Sabtu, 31 Januari 2015

(Akhirnya) Jatuh Cinta Lagi

Dear Fajar,

Dengan apa kuterjemahkan cara kita mengakhiri ini; satu kisah yang selalu tak mampu kuselesaikan dalam tiga bagian cerita bersambung, malah menghempasku pada dialog senja yang sialnya kemungkinan besar akan usai seiring malam-malam yang akhirnya berhasil meletupkan rindu yang api, menjemput pagi yang menjadikanmu abadi?

Bagaimana kubenarkan caraku yang akhirnya menggesermu dari tempat kau seharusnya tinggal, untuk sebuah tempat ia singgah, yang kuharap bisa menjadi rumah untuk mengeja pulang tanpa membawa ingatan soal kenangan yang begitu hujan?

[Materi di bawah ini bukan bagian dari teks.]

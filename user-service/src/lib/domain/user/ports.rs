use async_trait::async_trait;

use crate::domain::user::models::AuthenticatedUser;
use crate::domain::user::models::CreateUserCommand;
use crate::domain::user::models::EmailAddress;
use crate::domain::user::models::User;
use crate::domain::user::models::UserId;
use crate::user::errors::UserError;

/// Port for user domain service operations.
#[async_trait]
pub trait UserServicePort: Send + Sync + 'static {
    /// Register a new user and issue its first access token.
    ///
    /// The password is hashed, the user is persisted, and only then is a
    /// token issued.
    ///
    /// # Arguments
    /// * `command` - Validated command containing email, name, and password
    ///
    /// # Returns
    /// Created user with access token
    ///
    /// # Errors
    /// * `EmailAlreadyExists` - Email is already registered
    /// * `Password` - Hashing failed (including an unavailable random source)
    /// * `Token` - Token signing failed
    /// * `DatabaseError` - Database operation failed
    async fn register_user(&self, command: CreateUserCommand)
        -> Result<AuthenticatedUser, UserError>;

    /// Check an email/password pair and issue an access token.
    ///
    /// # Arguments
    /// * `email` - Email the account was registered with
    /// * `password` - Plaintext password attempt
    ///
    /// # Returns
    /// Matching user with access token
    ///
    /// # Errors
    /// * `InvalidCredentials` - Unknown email or wrong password
    /// * `CorruptCredential` - Stored credential cannot be parsed or replayed
    /// * `Token` - Token signing failed
    /// * `DatabaseError` - Database operation failed
    async fn login(&self, email: &EmailAddress, password: &str)
        -> Result<AuthenticatedUser, UserError>;

    /// Retrieve user by unique identifier.
    ///
    /// # Errors
    /// * `NotFound` - User does not exist
    /// * `DatabaseError` - Database operation failed
    async fn get_user(&self, id: &UserId) -> Result<User, UserError>;
}

/// Persistence operations for user aggregate.
#[async_trait]
pub trait UserRepository: Send + Sync + 'static {
    /// Persist new user to storage.
    ///
    /// # Errors
    /// * `EmailAlreadyExists` - Email is already registered
    /// * `DatabaseError` - Database operation failed
    async fn create(&self, user: User) -> Result<User, UserError>;

    /// Retrieve user by identifier.
    ///
    /// # Returns
    /// Optional user entity (None if not found)
    ///
    /// # Errors
    /// * `DatabaseError` - Database operation failed
    async fn find_by_id(&self, id: &UserId) -> Result<Option<User>, UserError>;

    /// Retrieve user by email address.
    ///
    /// # Returns
    /// Optional user entity (None if not found)
    ///
    /// # Errors
    /// * `DatabaseError` - Database operation failed
    async fn find_by_email(&self, email: &str) -> Result<Option<User>, UserError>;
}
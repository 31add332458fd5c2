use async_trait::async_trait;
use chrono::DateTime;
use chrono::Utc;
use sqlx::postgres::PgRow;
use sqlx::PgPool;
use sqlx::Row;
use uuid::Uuid;

use crate::domain::todo::errors::TodoError;
use crate::domain::todo::models::Todo;
use crate::domain::todo::models::TodoDescription;
use crate::domain::todo::models::TodoId;
use crate::domain::todo::models::TodoTitle;
use crate::domain::todo::ports::TodoRepository;
use crate::domain::user::models::UserId;

pub struct PostgresTodoRepository {
    pool: PgPool,
}

impl PostgresTodoRepository {
    pub fn new(pool: PgPool) -> Self {
        Self { pool }
    }
}

fn todo_from_row(row: PgRow) -> Result<Todo, TodoError> {
    let id: Uuid = row.try_get("id").map_err(database_error)?;
    let user_id: Uuid = row.try_get("user_id").map_err(database_error)?;
    let title: String = row.try_get("title").map_err(database_error)?;
    let description: String = row.try_get("description").map_err(database_error)?;
    let created_at: DateTime<Utc> = row.try_get("created_at").map_err(database_error)?;
    let updated_at: DateTime<Utc> = row.try_get("updated_at").map_err(database_error)?;

    Ok(Todo {
        id: TodoId(id),
        owner: UserId(user_id),
        title: TodoTitle::new(title)?,
        description: TodoDescription::new(description)?,
        created_at,
        updated_at,
    })
}

fn database_error(e: sqlx::Error) -> TodoError {
    TodoError::DatabaseError(e.to_string())
}

#[async_trait]
impl TodoRepository for PostgresTodoRepository {
    async fn create(&self, todo: Todo) -> Result<Todo, TodoError> {
        sqlx::query(
            r#"
            INSERT INTO todos (id, user_id, title, description, created_at, updated_at)
            VALUES ($1, $2, $3, $4, $5, $6)
            "#,
        )
        .bind(todo.id.0)
        .bind(todo.owner.0)
        .bind(todo.title.as_str())
        .bind(todo.description.as_str())
        .bind(todo.created_at)
        .bind(todo.updated_at)
        .execute(&self.pool)
        .await
        .map_err(database_error)?;

        Ok(todo)
    }

    async fn find_by_id(&self, id: &TodoId) -> Result<Option<Todo>, TodoError> {
        let row = sqlx::query(
            r#"
            SELECT id, user_id, title, description, created_at, updated_at
            FROM todos
            WHERE id = $1
            "#,
        )
        .bind(id.0)
        .fetch_optional(&self.pool)
        .await
        .map_err(database_error)?;

        row.map(todo_from_row).transpose()
    }

    async fn find_by_owner(
        &self,
        owner: &UserId,
        limit: u32,
        offset: u64,
    ) -> Result<Vec<Todo>, TodoError> {
        let offset = i64::try_from(offset)
            .map_err(|_| TodoError::DatabaseError(format!("Offset out of range: {}", offset)))?;

        let rows = sqlx::query(
            r#"
            SELECT id, user_id, title, description, created_at, updated_at
            FROM todos
            WHERE user_id = $1
            ORDER BY created_at DESC, id
            LIMIT $2 OFFSET $3
            "#,
        )
        .bind(owner.0)
        .bind(i64::from(limit))
        .bind(offset)
        .fetch_all(&self.pool)
        .await
        .map_err(database_error)?;

        rows.into_iter().map(todo_from_row).collect()
    }

    async fn count_by_owner(&self, owner: &UserId) -> Result<u64, TodoError> {
        let row = sqlx::query("SELECT COUNT(*) AS total FROM todos WHERE user_id = $1")
            .bind(owner.0)
            .fetch_one(&self.pool)
            .await
            .map_err(database_error)?;

        let total: i64 = row.try_get("total").map_err(database_error)?;
        Ok(total.max(0) as u64)
    }

    async fn update(&self, todo: Todo) -> Result<Todo, TodoError> {
        let result = sqlx::query(
            r#"
            UPDATE todos
            SET title = $2, description = $3, updated_at = $4
            WHERE id = $1
            "#,
        )
        .bind(todo.id.0)
        .bind(todo.title.as_str())
        .bind(todo.description.as_str())
        .bind(todo.updated_at)
        .execute(&self.pool)
        .await
        .map_err(database_error)?;

        if result.rows_affected() == 0 {
            return Err(TodoError::NotFound(todo.id));
        }

        Ok(todo)
    }

    async fn delete(&self, id: &TodoId) -> Result<(), TodoError> {
        let result = sqlx::query("DELETE FROM todos WHERE id = $1")
            .bind(id.0)
            .execute(&self.pool)
            .await
            .map_err(database_error)?;

        if result.rows_affected() == 0 {
            return Err(TodoError::NotFound(*id));
        }

        Ok(())
    }
}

Pada akhirnya, sialnya lagi, kau mungkin akan terus menjadi tak terganti sebab Januari begitu pancaroba dan ia perlahan sirna bersama berkas-berkas senja hari ini. Tapi, Fajar, berkorbanlah untuk membaca kembang api kami, yang meski mati sebab hujan sehari, tangkainya masih kupegang sampai kini. Dua puluh delapan hari saja, Fajar. Dan aku akan mencintainya hingga entah hari ke berapa.